TASK GOAL » Report every line below that holds the word "WeatherClient".

DATASET ENTRIES »
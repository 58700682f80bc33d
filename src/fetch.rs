use crate::aggregate::aggregate_daily;
use crate::error::{BenchError, Result};
use crate::structs::{DEFAULT_BASE_URL, Point, PointResult};
use log::{debug, warn};

/// Anything that can produce the raw forecast body for a point.
pub trait WeatherSource: Send + Sync {
    /// Returns the body of a successful (200) reply.
    ///
    /// # Errors
    /// `BenchError::Status` for any other status, transport or I/O errors
    /// when the request or body read fails.
    fn fetch(&self, point: &Point) -> Result<String>;
}

/// Blocking client for the forecast endpoint.
pub struct WeatherClient {
    agent: ureq::Agent,
    base_url: String,
}

impl WeatherClient {
    pub fn new(base_url: impl Into<String>) -> Self {
        Self {
            agent: ureq::AgentBuilder::new().build(),
            base_url: base_url.into(),
        }
    }
}

impl Default for WeatherClient {
    fn default() -> Self {
        Self::new(DEFAULT_BASE_URL)
    }
}

/// Builds the hourly temperature request URL for a point's own coordinates.
pub fn forecast_url(base_url: &str, point: &Point) -> String {
    format!(
        "{}?latitude={}&longitude={}&hourly=temperature_2m",
        base_url, point.latitude, point.longitude
    )
}

impl WeatherSource for WeatherClient {
    fn fetch(&self, point: &Point) -> Result<String> {
        let url = forecast_url(&self.base_url, point);
        debug!("GET {}", url);

        let response = match self.agent.get(&url).call() {
            Ok(response) => response,
            Err(ureq::Error::Status(code, _)) => {
                return Err(BenchError::Status {
                    point: point.name.clone(),
                    code,
                });
            }
            Err(ureq::Error::Transport(transport)) => return Err(transport.into()),
        };

        // 2xx other than 200 still counts as a failed request
        if response.status() != 200 {
            return Err(BenchError::Status {
                point: point.name.clone(),
                code: response.status(),
            });
        }

        Ok(response.into_string()?)
    }
}

/// Fetches and aggregates a single point.
///
/// A non-200 reply is logged and turned into an empty result so the point
/// still shows up in the repetition.
///
/// # Errors
/// Transport, I/O, JSON and malformed-series errors are returned; the caller
/// drops the point for this repetition.
pub fn process_point<S: WeatherSource + ?Sized>(source: &S, point: &Point) -> Result<PointResult> {
    match source.fetch(point) {
        Ok(body) => aggregate_daily(&body, &point.name),
        Err(err @ BenchError::Status { .. }) => {
            warn!("{}", err);
            Ok(PointResult::empty(&point.name))
        }
        Err(err) => Err(err),
    }
}
//! The character input layer: sources, buffering, normalization, facade.

pub mod char_reader;
pub mod char_source;
pub(crate) mod chunk_buffer;
pub mod detect;
pub mod error;
pub mod in_memory_char_source;
pub(crate) mod normalizer;
pub(crate) mod position;
pub mod utf8_char_source;

pub use char_reader::CharReader;
pub use char_source::CharSource;
pub use detect::{CountingSeparatorDetector, SeparatorDetector};
pub use error::InputError;
pub use in_memory_char_source::InMemoryCharSource;
pub use utf8_char_source::Utf8CharSource;
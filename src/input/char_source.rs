//! Character source abstraction for the input layer.
//!
//! This module provides the [CharSource] trait, the seam between the
//! buffering machinery and whatever actually produces characters: a decoded
//! byte stream, an in-memory string, or a caller-provided implementation.

use crate::input::error::InputError;

/// A sequential, forward-only supplier of characters read in chunks.
///
/// [ChunkBuffer](crate::input::chunk_buffer::ChunkBuffer) pulls one chunk at
/// a time through this trait and never looks back, so implementations need
/// no seeking support. Character-set decoding is the source's concern; the
/// layers above only ever see `char`s.
pub trait CharSource {
    /// Reads the next chunk of characters into `out`.
    ///
    /// # Arguments
    /// * `out` - Destination slice; up to `out.len()` characters are written
    ///   starting at index 0
    ///
    /// # Returns
    /// The number of characters written. Zero signals end of input; once
    /// zero has been returned, every later call must return zero as well.
    ///
    /// # Errors
    /// Propagates I/O or decoding failures from the underlying stream.
    fn read_chars(&mut self, out: &mut [char]) -> Result<usize, InputError>;
}
//! Line separator detection strategies.
//!
//! When detection is enabled on a [CharReader](crate::input::CharReader),
//! the strategy runs exactly once per `start()`, before the first character
//! is produced, against a sample of the buffered input. The separator it
//! picks is the one in use for the rest of that run.

use crate::format::LineSeparator;

/// Strategy deciding which line separator an input uses.
///
/// Implementations inspect a sample (at most one chunk) and either pick a
/// separator or report the sample as inconclusive, in which case the reader
/// keeps its configured separator.
pub trait SeparatorDetector {
    /// Picks a line separator from a sample of the input.
    ///
    /// # Arguments
    /// * `sample` - Up to one chunk of characters from the start of the input
    ///
    /// # Returns
    /// `Some(separator)` on a decision, `None` when inconclusive.
    fn detect(&self, sample: &[char]) -> Option<LineSeparator>;
}

// =#========================================================================#=
// COUNTING SEPARATOR DETECTOR
// =#========================================================================$=
/// Detector picking the most frequent line-break convention in the sample.
///
/// Counts `\r\n` pairs, lone `\n` and lone `\r` occurrences and picks the
/// majority. Ties prefer `\r\n`, then `\n`. A sample with no line break at
/// all is inconclusive.
#[derive(Debug, Default)]
pub struct CountingSeparatorDetector;

impl SeparatorDetector for CountingSeparatorDetector {
    fn detect(&self, sample: &[char]) -> Option<LineSeparator> {
        let mut crlf = 0usize;
        let mut lf = 0usize;
        let mut cr = 0usize;

        let mut i = 0;
        while i < sample.len() {
            match sample[i] {
                '\r' if sample.get(i + 1) == Some(&'\n') => {
                    crlf += 1;
                    i += 2;
                    continue;
                }
                '\r' => cr += 1,
                '\n' => lf += 1,
                _ => {}
            }
            i += 1;
        }

        if crlf == 0 && lf == 0 && cr == 0 {
            return None;
        }
        if crlf >= lf && crlf >= cr {
            Some(LineSeparator::CRLF)
        } else if lf >= cr {
            Some(LineSeparator::LF)
        } else {
            Some(LineSeparator::CR)
        }
    }
}

#[cfg(test)]
mod tests {
    use super::*;

    fn detect(input: &str) -> Option<LineSeparator> {
        let sample: Vec<char> = input.chars().collect();
        CountingSeparatorDetector.detect(&sample)
    }

    #[test]
    fn test_detects_majority_convention() {
        assert_eq!(detect("a\r\nb\r\nc\nd"), Some(LineSeparator::CRLF));
        assert_eq!(detect("a\nb\nc\rd"), Some(LineSeparator::LF));
        assert_eq!(detect("a\rb\rc\nd"), Some(LineSeparator::CR));
    }

    #[test]
    fn test_crlf_not_counted_as_lone_chars() {
        // One \r\n plus one lone \n: tie, resolved in favor of \r\n
        assert_eq!(detect("a\r\nb\nc"), Some(LineSeparator::CRLF));
    }

    #[test]
    fn test_inconclusive_sample() {
        assert_eq!(detect("no line breaks here"), None);
        assert_eq!(detect(""), None);
    }
}
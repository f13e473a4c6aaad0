//! Input format configuration.
//!
//! This module provides [Format] and [LineSeparator], the configuration
//! objects consumed by [CharReader](crate::input::CharReader). A [Format]
//! states which raw character sequence ends a line and which single
//! character all line endings collapse to when normalization is enabled.

use crate::input::error::InputError;
use std::fmt;

// =#========================================================================#=
// LINE SEPARATOR
// =#========================================================================$=
/// An ordered sequence of one or two characters that ends a line.
///
/// Covers the three common conventions: `"\n"` (Unix), `"\r\n"` (Windows)
/// and `"\r"` (classic Mac OS), but any 1–2 character sequence is accepted.
/// Once a reader has been started the separator in use is fixed until the
/// next `start()`.
///
/// # Examples
/// ```
/// use charflow::LineSeparator;
///
/// let sep = LineSeparator::try_from("\r\n").unwrap();
/// assert_eq!(sep, LineSeparator::CRLF);
/// assert_eq!(sep.len(), 2);
/// assert_eq!(sep.to_string(), "\r\n");
/// ```
#[derive(Debug, Clone, Copy, PartialEq, Eq)]
pub struct LineSeparator {
    first: char,
    second: Option<char>,
}

impl LineSeparator {
    /// Unix convention, `"\n"`.
    pub const LF: LineSeparator = LineSeparator { first: '\n', second: None };

    /// Windows convention, `"\r\n"`.
    pub const CRLF: LineSeparator = LineSeparator { first: '\r', second: Some('\n') };

    /// Classic Mac OS convention, `"\r"`.
    pub const CR: LineSeparator = LineSeparator { first: '\r', second: None };

    /// Creates a single-character line separator.
    pub fn single(first: char) -> Self {
        Self { first, second: None }
    }

    /// Creates a two-character line separator.
    pub fn pair(first: char, second: char) -> Self {
        Self { first, second: Some(second) }
    }

    /// The first (or only) character of the sequence.
    #[inline(always)]
    pub fn first(&self) -> char {
        self.first
    }

    /// The second character of the sequence, if any.
    #[inline(always)]
    pub fn second(&self) -> Option<char> {
        self.second
    }

    /// Number of characters in the sequence (1 or 2).
    #[inline]
    pub fn len(&self) -> usize {
        if self.second.is_some() { 2 } else { 1 }
    }
}

impl TryFrom<&str> for LineSeparator {
    type Error = InputError;

    /// Parses a line separator from a string of one or two characters.
    ///
    /// # Errors
    /// Returns [InputError::InvalidSeparator] if the string is empty or
    /// longer than two characters.
    fn try_from(value: &str) -> Result<Self, InputError> {
        let mut chars = value.chars();
        let (first, second) = (chars.next(), chars.next());
        if chars.next().is_some() {
            return Err(InputError::InvalidSeparator(value.to_string()));
        }
        match (first, second) {
            (Some(first), second) => Ok(Self { first, second }),
            (None, _) => Err(InputError::InvalidSeparator(value.to_string())),
        }
    }
}

impl fmt::Display for LineSeparator {
    fn fmt(&self, f: &mut fmt::Formatter<'_>) -> fmt::Result {
        write!(f, "{}", self.first)?;
        if let Some(second) = self.second {
            write!(f, "{second}")?;
        }
        Ok(())
    }
}

impl Default for LineSeparator {
    fn default() -> Self {
        Self::LF
    }
}

// =#========================================================================#=
// FORMAT
// =#========================================================================$=
/// Configuration of the character input layer.
///
/// A [Format] is handed to [CharReader::new](crate::input::CharReader::new)
/// and states the configured [LineSeparator] plus the single character every
/// recognized separator collapses to while normalization is enabled.
///
/// Defaults to `"\n"` for both, which is a no-op normalization on Unix-style
/// input.
///
/// # Examples
/// ```
/// use charflow::{Format, LineSeparator};
///
/// let format = Format::default()
///     .with_line_separator(LineSeparator::CRLF)
///     .with_normalized_newline('\n');
/// assert_eq!(format.line_separator(), LineSeparator::CRLF);
/// ```
#[derive(Debug, Clone, Copy, PartialEq, Eq)]
pub struct Format {
    line_separator: LineSeparator,
    normalized_newline: char,
}

impl Format {
    /// Sets the line separator sequence recognized in the raw input.
    pub fn with_line_separator(mut self, line_separator: LineSeparator) -> Self {
        self.line_separator = line_separator;
        self
    }

    /// Sets the single character that recognized line separators collapse to.
    pub fn with_normalized_newline(mut self, normalized_newline: char) -> Self {
        self.normalized_newline = normalized_newline;
        self
    }

    /// The configured line separator sequence.
    #[inline]
    pub fn line_separator(&self) -> LineSeparator {
        self.line_separator
    }

    /// The configured normalized newline character.
    #[inline]
    pub fn normalized_newline(&self) -> char {
        self.normalized_newline
    }
}

impl Default for Format {
    fn default() -> Self {
        Self {
            line_separator: LineSeparator::LF,
            normalized_newline: '\n',
        }
    }
}
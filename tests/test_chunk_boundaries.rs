//! Boundary-safety tests: separator sequences and multi-byte characters
//! split exactly at chunk or byte-buffer boundaries must be invisible to
//! callers.

use std::io::Cursor;

use charflow::input::{InMemoryCharSource, Utf8CharSource};
use charflow::{CharReader, Format, LineSeparator};

fn drain<S: charflow::input::CharSource>(reader: &mut CharReader<S>) -> String {
    let mut collected = String::new();
    while let Some(ch) = reader.next_char().unwrap() {
        collected.push(ch);
    }
    collected
}

#[test]
fn test_crlf_split_at_every_chunk_boundary() {
    let input = "aa\r\nbb\r\ncc\r\n";
    for chunk_len in 1..=8 {
        let format = Format::default().with_line_separator(LineSeparator::CRLF);
        let mut reader = CharReader::new(format).with_chunk_len(chunk_len);
        reader.start(InMemoryCharSource::from_str(input)).unwrap();

        assert_eq!(drain(&mut reader), "aa\nbb\ncc\n", "chunk_len {chunk_len}");
        assert_eq!(reader.line_count(), 3, "chunk_len {chunk_len}");
        assert_eq!(reader.char_count(), 9, "chunk_len {chunk_len}");
    }
}

#[test]
fn test_crlf_split_at_boundary_in_verbatim_mode() {
    // Chunk length 3 puts the seam between '\r' and '\n' of the first break
    let format = Format::default().with_line_separator(LineSeparator::CRLF);
    let mut reader = CharReader::new(format).with_chunk_len(3);
    reader.start(InMemoryCharSource::from_str("ab\r\ncd")).unwrap();
    reader.enable_normalize_line_endings(false);

    assert_eq!(drain(&mut reader), "ab\r\ncd");
    assert_eq!(reader.line_count(), 1);
}

#[test]
fn test_skip_lines_across_boundaries() {
    let format = Format::default().with_line_separator(LineSeparator::CRLF);
    let mut reader = CharReader::new(format).with_chunk_len(2);
    reader
        .start(InMemoryCharSource::from_str("one\r\ntwo\r\nthree"))
        .unwrap();

    reader.skip_lines(2).unwrap();
    assert_eq!(drain(&mut reader), "three");
}

#[test]
fn test_read_comment_separator_across_boundary() {
    let format = Format::default().with_line_separator(LineSeparator::CRLF);
    let mut reader = CharReader::new(format).with_chunk_len(4);
    reader
        .start(InMemoryCharSource::from_str("#ab\r\nrest"))
        .unwrap();

    reader.next_char().unwrap();
    assert_eq!(reader.read_comment().unwrap(), "ab");
    assert_eq!(reader.line_count(), 1);
    assert_eq!(reader.next_char().unwrap(), Some('r'));
}

#[test]
fn test_utf8_source_through_reader() {
    // Small byte capacity forces multi-byte characters across refills
    let input = "tūī,\r\nkākā,\r\nkea";
    let source = Utf8CharSource::with_capacity(Cursor::new(input.as_bytes().to_vec()), 5);
    let format = Format::default().with_line_separator(LineSeparator::CRLF);
    let mut reader = CharReader::new(format).with_chunk_len(4);
    reader.start(source).unwrap();

    assert_eq!(drain(&mut reader), "tūī,\nkākā,\nkea");
    assert_eq!(reader.line_count(), 2);
}

#[test]
fn test_separator_as_very_first_and_last_chars() {
    let format = Format::default().with_line_separator(LineSeparator::CRLF);
    let mut reader = CharReader::new(format).with_chunk_len(1);
    reader.start(InMemoryCharSource::from_str("\r\nmid\r\n")).unwrap();

    assert_eq!(drain(&mut reader), "\nmid\n");
    assert_eq!(reader.line_count(), 2);
}

#[test]
fn test_lone_cr_at_end_of_chunk_and_input() {
    // '\r' is the last character of the input and of its chunk; with a
    // strict "\r\n" separator it must come through as a plain character
    let format = Format::default().with_line_separator(LineSeparator::CRLF);
    let mut reader = CharReader::new(format).with_chunk_len(2);
    reader.start(InMemoryCharSource::from_str("a\r")).unwrap();

    assert_eq!(drain(&mut reader), "a\r");
    assert_eq!(reader.line_count(), 0);
}
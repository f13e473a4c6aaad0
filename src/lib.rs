//! Charflow is the character input layer beneath a delimited-text parser.
//!
//! This crate presents parsing logic with a single normalized stream of
//! characters, abstracting over:
//! - chunked reads from an underlying byte or character source,
//! - heterogeneous line-ending conventions (`"\n"`, `"\r\n"`, `"\r"`),
//!   collapsed into one logical newline character,
//! - a parser-controlled verbatim mode where line endings pass through
//!   unchanged while literal field content is reproduced,
//! - character and line counting for diagnostics,
//! - bulk line skipping and comment-line extraction.
//!
//! It sits on the per-character hot path: every character of every parsed
//! file goes through [CharReader::next_char]. The input is never copied into
//! memory as a whole; two fixed chunk buffers are reused across refills, and
//! a two-character separator split exactly at a chunk boundary still
//! collapses into a single newline.
//!
//! Core pieces:
//! - [CharReader]: the facade with the `start`/`stop` lifecycle, counters,
//!   [skip_lines](CharReader::skip_lines) and
//!   [read_comment](CharReader::read_comment).
//! - [Format] and [LineSeparator]: configuration of the separator sequence
//!   and the normalized newline character.
//! - [CharSource](input::CharSource): the seam to the underlying input, with
//!   [Utf8CharSource](input::Utf8CharSource) for streaming files and
//!   [InMemoryCharSource](input::InMemoryCharSource) for owned strings.
//! - [SeparatorDetector](input::SeparatorDetector): optional start-up
//!   detection of the separator convention actually used by the input.
//!
//! Not in scope: tokenization and field splitting (the caller's job),
//! seekable access, and concurrent reads of one reader instance.
//!
//! # Usage
//!
//! Read a string with Windows line endings normalized to `'\n'`:
//! ```
//! use charflow::{CharReader, Format, LineSeparator};
//! use charflow::input::InMemoryCharSource;
//!
//! let format = Format::default().with_line_separator(LineSeparator::CRLF);
//! let mut reader = CharReader::new(format);
//! reader.start(InMemoryCharSource::from_str("a,b\r\nc,d"))?;
//!
//! let mut normalized = String::new();
//! while let Some(ch) = reader.next_char()? {
//!     normalized.push(ch);
//! }
//! assert_eq!(normalized, "a,b\nc,d");
//! assert_eq!(reader.line_count(), 1);
//! # Ok::<(), charflow::InputError>(())
//! ```
//!
//! Let the reader figure out the convention itself:
//! ```
//! use charflow::{CharReader, CountingSeparatorDetector, Format, LineSeparator};
//! use charflow::input::InMemoryCharSource;
//!
//! let mut reader =
//!     CharReader::new(Format::default()).with_separator_detection(CountingSeparatorDetector);
//! reader.start(InMemoryCharSource::from_str("x\r\ny\r\n"))?;
//! assert_eq!(reader.line_separator(), LineSeparator::CRLF);
//! # Ok::<(), charflow::InputError>(())
//! ```

pub mod format;
pub mod input;

pub use format::{Format, LineSeparator};
pub use input::{CharReader, CountingSeparatorDetector, InputError, SeparatorDetector};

EXPECTED ANSWER »
pub struct WeatherClient {
impl WeatherClient {
impl Default for WeatherClient {
impl WeatherSource for WeatherClient {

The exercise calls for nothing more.